[Exercise requirements] Lines from the beginning of the data through the line containing "use std::io::Write;" are to be copied exactly, with no other line included.

Top of Data extracts

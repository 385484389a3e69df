/// Local filesystem storage backend.
///
/// Keeps the whole collection in one JSON snapshot file with:
/// - Load on open (missing file = empty collection)
/// - Atomic writes (write to .tmp, fsync, rename)
/// - Mutex-guarded mutations so concurrent callers cannot interleave
/// - In-memory state replaced only after the file write succeeded

use std::fs;
use std::io::Write;
use std::path::{Path, PathBuf};
use std::sync::{Mutex, PoisonError, RwLock};

use super::{CaseStorage, ImportReport, StorageError};
use crate::import::{import_test_cases_at, ImportRequest};
use crate::snapshot::Snapshot;
use crate::types::*;

#[derive(Debug, Clone, Default)]
struct StoreState {
    collection: Collection,
    last_updated: i64,
}

/// JSON file backed collection storage.
pub struct LocalStorage {
    path: PathBuf,
    state: RwLock<StoreState>,
    /// Serializes read-modify-write cycles
    write_lock: Mutex<()>,
}

impl LocalStorage {
    /// Open the store at `path`, loading it if the file exists.
    pub fn open(path: &Path) -> Result<Self, StorageError> {
        let state = if path.exists() {
            let content = fs::read_to_string(path)?;
            let snapshot = Snapshot::from_json(&content)?;
            let last_updated = snapshot.last_updated;
            let collection = snapshot.into_collection();
            log::info!(
                "[casebook.storage] Loaded {} pages, {} test cases from {}",
                collection.pages.len(),
                collection.test_cases.len(),
                path.display()
            );
            StoreState {
                collection,
                last_updated,
            }
        } else {
            log::info!(
                "[casebook.storage] No store at {}, starting empty",
                path.display()
            );
            StoreState::default()
        };

        Ok(Self {
            path: path.to_path_buf(),
            state: RwLock::new(state),
            write_lock: Mutex::new(()),
        })
    }

    pub fn path(&self) -> &Path {
        &self.path
    }

    fn read_state(&self) -> std::sync::RwLockReadGuard<'_, StoreState> {
        self.state.read().unwrap_or_else(PoisonError::into_inner)
    }

    /// Apply `f` to a copy of the collection, persist it, then publish it.
    fn mutate<T>(
        &self,
        f: impl FnOnce(&mut Collection, i64) -> Result<T, StorageError>,
    ) -> Result<T, StorageError> {
        let _guard = self.write_lock.lock().unwrap_or_else(PoisonError::into_inner);

        let now = now_millis();
        let mut collection = self.read_state().collection.clone();
        let value = f(&mut collection, now)?;

        let content = Snapshot::new(collection.clone(), now).to_json_pretty()?;
        Self::atomic_write(&self.path, &content)?;

        let mut state = self.state.write().unwrap_or_else(PoisonError::into_inner);
        state.collection = collection;
        state.last_updated = now;
        Ok(value)
    }

    /// Atomic write with fsync: write to .tmp, fsync, rename, fsync directory.
    fn atomic_write(path: &Path, content: &str) -> Result<(), std::io::Error> {
        if let Some(dir) = path.parent() {
            if !dir.as_os_str().is_empty() {
                fs::create_dir_all(dir)?;
            }
        }

        let tmp_path = path.with_extension("casebook.tmp");
        let mut file = fs::File::create(&tmp_path)?;
        file.write_all(content.as_bytes())?;
        file.sync_all()?;
        fs::rename(&tmp_path, path)?;

        // fsync directory for rename durability
        if let Some(dir) = path.parent() {
            if let Ok(d) = fs::File::open(dir) {
                let _ = d.sync_all();
            }
        }
        Ok(())
    }
}

impl CaseStorage for LocalStorage {
    fn list_pages(&self) -> Vec<PageSummary> {
        let state = self.read_state();
        let collection = &state.collection;
        collection
            .pages
            .iter()
            .map(|page| PageSummary {
                id: page.id.clone(),
                name: page.name.clone(),
                display_name: page.display_name.clone(),
                category_count: collection.categories_for_page(&page.id).count(),
                statistics: collection.statistics(Some(&page.id)),
            })
            .collect()
    }

    fn collection(&self) -> Collection {
        self.read_state().collection.clone()
    }

    fn test_cases(&self, page_id: Option<&str>, status: Option<TestStatus>) -> Vec<TestCase> {
        let state = self.read_state();
        let collection = &state.collection;
        let wanted = |tc: &&TestCase| status.map_or(true, |s| tc.status == s);
        match page_id {
            Some(id) => collection
                .test_cases_for_page(id)
                .filter(wanted)
                .cloned()
                .collect(),
            None => collection.test_cases.iter().filter(wanted).cloned().collect(),
        }
    }

    fn import_parsed(
        &self,
        request: &ImportRequest,
        parsed: &[ParsedTestCase],
    ) -> Result<ImportReport, StorageError> {
        if parsed.is_empty() {
            log::info!("[casebook.storage] Import skipped, no test cases found");
            return Ok(ImportReport::NothingFound);
        }

        self.mutate(|collection, now| {
            let outcome = import_test_cases_at(std::mem::take(collection), request, parsed, now);
            *collection = outcome.collection;
            Ok(ImportReport::Imported {
                created: outcome.created,
                updated: outcome.updated,
                page_id: outcome.resolved_page_id,
                page_created: outcome.page_created,
            })
        })
    }

    fn update_test_case_status(
        &self,
        test_case_id: &str,
        status: TestStatus,
        notes: Option<String>,
    ) -> Result<TestCase, StorageError> {
        self.mutate(|collection, now| {
            let tc = collection
                .test_cases
                .iter_mut()
                .find(|tc| tc.id == test_case_id)
                .ok_or_else(|| StorageError::TestCaseNotFound(test_case_id.to_string()))?;

            tc.status = status;
            if notes.is_some() {
                tc.notes = notes;
            }
            if status != TestStatus::Pending {
                tc.tested_at = Some(now);
            }
            tc.updated_at = now;
            log::debug!(
                "[casebook.storage] {} ({}) marked {}",
                tc.code,
                tc.id,
                status
            );
            Ok(tc.clone())
        })
    }

    fn delete_page(&self, page_id: &str) -> Result<(), StorageError> {
        self.mutate(|collection, _| {
            if !collection.remove_page(page_id) {
                return Err(StorageError::PageNotFound(page_id.to_string()));
            }
            log::info!("[casebook.storage] Deleted page {}", page_id);
            Ok(())
        })
    }

    fn statistics(&self, page_id: Option<&str>) -> Statistics {
        self.read_state().collection.statistics(page_id)
    }

    fn export_snapshot(&self) -> Result<String, StorageError> {
        let state = self.read_state();
        let snapshot = Snapshot::new(state.collection.clone(), state.last_updated);
        Ok(snapshot.to_json_pretty()?)
    }

    fn restore_snapshot(&self, json: &str) -> Result<(), StorageError> {
        let restored = Snapshot::from_json(json)?.into_collection();
        self.mutate(|collection, _| {
            log::info!(
                "[casebook.storage] Restoring snapshot: {} pages, {} test cases",
                restored.pages.len(),
                restored.test_cases.len()
            );
            *collection = restored;
            Ok(())
        })
    }
}

#[cfg(test)]
mod tests {
    use super::*;
    use crate::config::ParserConfig;

    const DOC: &str = "\
# 登录页测试用例文档
## 登录
### 表单
#### TC-LG-001: 正常登录
- **优先级**: P0
#### TC-LG-002: 密码错误
";

    fn request() -> ImportRequest {
        ImportRequest {
            target_page_id: None,
            page_name: "LoginPage".to_string(),
            page_display_name: "登录页".to_string(),
        }
    }

    fn open_temp() -> (tempfile::TempDir, LocalStorage) {
        let dir = tempfile::tempdir().unwrap();
        let storage = LocalStorage::open(&dir.path().join("store.json")).unwrap();
        (dir, storage)
    }

    fn import_doc(storage: &LocalStorage) -> ImportReport {
        storage
            .import_markdown(DOC, &request(), &ParserConfig::default())
            .unwrap()
    }

    #[test]
    fn test_open_missing_file_is_empty() {
        let (_dir, storage) = open_temp();
        assert!(storage.list_pages().is_empty());
        assert!(!storage.path().exists());
    }

    #[test]
    fn test_import_persists_and_reloads() {
        let (dir, storage) = open_temp();
        let report = import_doc(&storage);
        let ImportReport::Imported { created, updated, page_created, .. } = report else {
            panic!("expected an import");
        };
        assert_eq!((created, updated, page_created), (2, 0, true));

        let reopened = LocalStorage::open(&dir.path().join("store.json")).unwrap();
        assert_eq!(reopened.collection(), storage.collection());
        assert_eq!(reopened.list_pages()[0].statistics.total, 2);
        assert_eq!(reopened.list_pages()[0].category_count, 1);
    }

    #[test]
    fn test_empty_document_reports_nothing_found() {
        let (_dir, storage) = open_temp();
        let report = storage
            .import_markdown("## Only headings\nprose\n", &request(), &ParserConfig::default())
            .unwrap();
        assert_eq!(report, ImportReport::NothingFound);
        assert!(!storage.path().exists());
    }

    #[test]
    fn test_status_survives_reimport() {
        let (_dir, storage) = open_temp();
        import_doc(&storage);
        let id = storage.collection().test_cases[0].id.clone();

        let updated = storage
            .update_test_case_status(&id, TestStatus::Passed, Some("ok".to_string()))
            .unwrap();
        assert_eq!(updated.status, TestStatus::Passed);
        assert!(updated.tested_at.is_some());

        let report = import_doc(&storage);
        assert!(matches!(report, ImportReport::Imported { created: 0, updated: 2, .. }));

        let tc = storage
            .collection()
            .test_cases
            .into_iter()
            .find(|tc| tc.id == id)
            .unwrap();
        assert_eq!(tc.status, TestStatus::Passed);
        assert_eq!(tc.notes.as_deref(), Some("ok"));
        assert_eq!(tc.tested_at, updated.tested_at);
    }

    #[test]
    fn test_status_back_to_pending_keeps_notes_and_tested_at() {
        let (_dir, storage) = open_temp();
        import_doc(&storage);
        let id = storage.collection().test_cases[0].id.clone();
        let failed = storage
            .update_test_case_status(&id, TestStatus::Failed, Some("crash".to_string()))
            .unwrap();
        let pending = storage
            .update_test_case_status(&id, TestStatus::Pending, None)
            .unwrap();
        assert_eq!(pending.notes.as_deref(), Some("crash"));
        assert_eq!(pending.tested_at, failed.tested_at);
    }

    #[test]
    fn test_list_test_cases_by_page_and_status() {
        let (_dir, storage) = open_temp();
        let ImportReport::Imported { page_id, .. } = import_doc(&storage) else {
            panic!("expected an import");
        };
        let other = ImportRequest {
            page_name: "SettingsPage".to_string(),
            ..request()
        };
        storage
            .import_markdown("#### TC-ST-001: 修改昵称\n", &other, &ParserConfig::default())
            .unwrap();

        let all = storage.test_cases(None, None);
        assert_eq!(all.len(), 3);

        let login = storage.test_cases(Some(&page_id), None);
        let codes: Vec<&str> = login.iter().map(|tc| tc.code.as_str()).collect();
        assert_eq!(codes, vec!["TC-LG-001", "TC-LG-002"]);

        storage
            .update_test_case_status(&login[1].id, TestStatus::Failed, None)
            .unwrap();
        let failed = storage.test_cases(Some(&page_id), Some(TestStatus::Failed));
        assert_eq!(failed.len(), 1);
        assert_eq!(failed[0].code, "TC-LG-002");
        assert_eq!(storage.test_cases(None, Some(TestStatus::Pending)).len(), 2);
        assert!(storage.test_cases(Some("page-missing"), None).is_empty());
    }

    #[test]
    fn test_update_unknown_test_case() {
        let (_dir, storage) = open_temp();
        let err = storage
            .update_test_case_status("tc-missing", TestStatus::Passed, None)
            .unwrap_err();
        assert!(matches!(err, StorageError::TestCaseNotFound(_)));
    }

    #[test]
    fn test_delete_page_cascades() {
        let (_dir, storage) = open_temp();
        let ImportReport::Imported { page_id, .. } = import_doc(&storage) else {
            panic!("expected an import");
        };
        storage.delete_page(&page_id).unwrap();
        let collection = storage.collection();
        assert!(collection.pages.is_empty());
        assert!(collection.categories.is_empty());
        assert!(collection.test_cases.is_empty());

        assert!(matches!(
            storage.delete_page(&page_id),
            Err(StorageError::PageNotFound(_))
        ));
    }

    #[test]
    fn test_export_and_restore() {
        let (_dir, storage) = open_temp();
        import_doc(&storage);
        let exported = storage.export_snapshot().unwrap();

        let (_other_dir, other) = open_temp();
        other.restore_snapshot(&exported).unwrap();
        assert_eq!(other.collection(), storage.collection());
        assert_eq!(other.statistics(None).total, 2);
    }

    #[test]
    fn test_invalid_restore_leaves_state_untouched() {
        let (_dir, storage) = open_temp();
        import_doc(&storage);
        let before = storage.collection();
        let err = storage.restore_snapshot(r#"{"pages": []}"#).unwrap_err();
        assert!(matches!(err, StorageError::Snapshot(_)));
        assert_eq!(storage.collection(), before);
    }

    #[test]
    fn test_open_corrupt_file_fails() {
        let dir = tempfile::tempdir().unwrap();
        let path = dir.path().join("store.json");
        fs::write(&path, "{ not json").unwrap();
        assert!(matches!(
            LocalStorage::open(&path),
            Err(StorageError::Snapshot(_))
        ));
    }
}
//! Markdown parser for test case documents.
//!
//! Recognizes a narrow structural subset:
//!   ## Category
//!   ### Sub-category
//!   #### TC-XX-001: Test case title
//!   - **优先级**: P0
//!   - **前置条件**: inline value
//!   - **测试步骤**:
//!   1. step
//!   - **预期结果**:
//!   - result
//!
//! Everything else (prose, tables, fenced code) is ignored. Parsing never fails;
//! unrecognized lines are skipped.

pub mod classify;
pub mod fields;

use regex::Regex;
use std::path::Path;
use std::sync::LazyLock;

use crate::config::ParserConfig;
use crate::types::{ParseResult, PATH_SEPARATOR};
use classify::{LineClassifier, LineKind};
use fields::FieldAssembler;

/// Title suffixes stripped from the document heading when deriving a page name.
const DISPLAY_NAME_SUFFIXES: &[&str] = &["测试用例文档", "测试用例文", "Test Case Document"];

static H1_RE: LazyLock<Regex> = LazyLock::new(|| Regex::new(r"^#[ \t]+(.+)$").unwrap());

static PAGE_DIR_RE: LazyLock<Regex> =
    LazyLock::new(|| Regex::new(r"(?i)([A-Za-z]+Page)/").unwrap());

static PAGE_FILE_RE: LazyLock<Regex> =
    LazyLock::new(|| Regex::new(r"(?i)^([A-Za-z]+Page)").unwrap());

/// Mutable state threaded through the line loop.
struct ParseState<'c> {
    classifier: LineClassifier<'c>,
    assembler: FieldAssembler,
    /// Zero, one or two heading segments.
    current_path: Vec<String>,
    result: ParseResult,
}

impl<'c> ParseState<'c> {
    fn new(config: &'c ParserConfig) -> Self {
        Self {
            classifier: LineClassifier::new(config),
            assembler: FieldAssembler::new(),
            current_path: Vec::new(),
            result: ParseResult::default(),
        }
    }

    fn process_line(&mut self, line: &str) {
        match self.classifier.classify(line) {
            LineKind::FenceToggle
            | LineKind::Fenced
            | LineKind::SkippedHeading
            | LineKind::Other => {}
            LineKind::Category(name) => {
                self.current_path = vec![name];
            }
            LineKind::TestCase { code, title } => {
                let path = self.current_path.clone();
                if let Some(done) = self.assembler.open(code, title, path) {
                    self.result.test_cases.push(done);
                }
            }
            LineKind::SubCategory(name) => self.enter_subcategory(name),
            LineKind::Field { label, text } => self.assembler.apply_label(label, text),
            LineKind::OtherLabel => self.assembler.clear_field(),
            LineKind::ListItem(value) => self.assembler.push_list_item(value),
        }
    }

    fn enter_subcategory(&mut self, name: String) {
        let Some(top) = self.current_path.first().cloned() else {
            return;
        };
        self.current_path = vec![top, name];
        let joined = self.current_path.join(PATH_SEPARATOR);
        let seen = self
            .result
            .categories
            .iter()
            .any(|c| c.join(PATH_SEPARATOR) == joined);
        if !seen {
            self.result.categories.push(self.current_path.clone());
        }
    }

    fn finish(mut self) -> ParseResult {
        if let Some(done) = self.assembler.finish() {
            self.result.test_cases.push(done);
        }
        self.result
    }
}

/// Parse a test case document with the default heading blocklists.
pub fn parse_markdown_test_cases(content: &str) -> ParseResult {
    parse_markdown_test_cases_with(content, &ParserConfig::default())
}

/// Parse a test case document with custom heading blocklists.
pub fn parse_markdown_test_cases_with(content: &str, config: &ParserConfig) -> ParseResult {
    let content = content.replace("\r\n", "\n").replace('\r', "\n");
    let mut state = ParseState::new(config);
    for line in content.split('\n') {
        state.process_line(line);
    }
    let result = state.finish();
    log::debug!(
        "[casebook.parser] Parsed {} test cases, {} categories",
        result.test_cases.len(),
        result.categories.len()
    );
    result
}

/// Page display name from the first `# ` heading, minus a trailing
/// "测试用例文档" suffix. None when there is no such heading or nothing remains.
pub fn extract_page_display_name(content: &str) -> Option<String> {
    let content = content.replace("\r\n", "\n");
    let heading = content
        .lines()
        .find_map(|line| H1_RE.captures(line).map(|caps| caps[1].trim().to_string()))?;

    let mut name = heading.as_str();
    for suffix in DISPLAY_NAME_SUFFIXES {
        if let Some(stripped) = name.strip_suffix(suffix) {
            name = stripped;
            break;
        }
    }
    let name = name.trim();
    if name.is_empty() {
        None
    } else {
        Some(name.to_string())
    }
}

/// Page identifier from a document path: a `<Name>Page/` directory, or a file
/// name starting with `<Name>Page`. E.g. `docs/ScriptPage/测试用例文档.md` -> `ScriptPage`.
pub fn extract_page_name_from_path(path: &Path) -> Option<String> {
    let normalized = path.to_string_lossy().replace('\\', "/");
    if let Some(caps) = PAGE_DIR_RE.captures(&normalized) {
        return Some(caps[1].to_string());
    }
    let file_name = path.file_name()?.to_string_lossy();
    PAGE_FILE_RE
        .captures(&file_name)
        .map(|caps| caps[1].to_string())
}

Bottom of Data extracts

[Solution]
repository 385484389a3e69df
/// Local filesystem storage backend.
///
/// Keeps the whole collection in one JSON snapshot file with:
/// - Load on open (missing file = empty collection)
/// - Atomic writes (write to .tmp, fsync, rename)
/// - Mutex-guarded mutations so concurrent callers cannot interleave
/// - In-memory state replaced only after the file write succeeded

use std::fs;
use std::io::Write;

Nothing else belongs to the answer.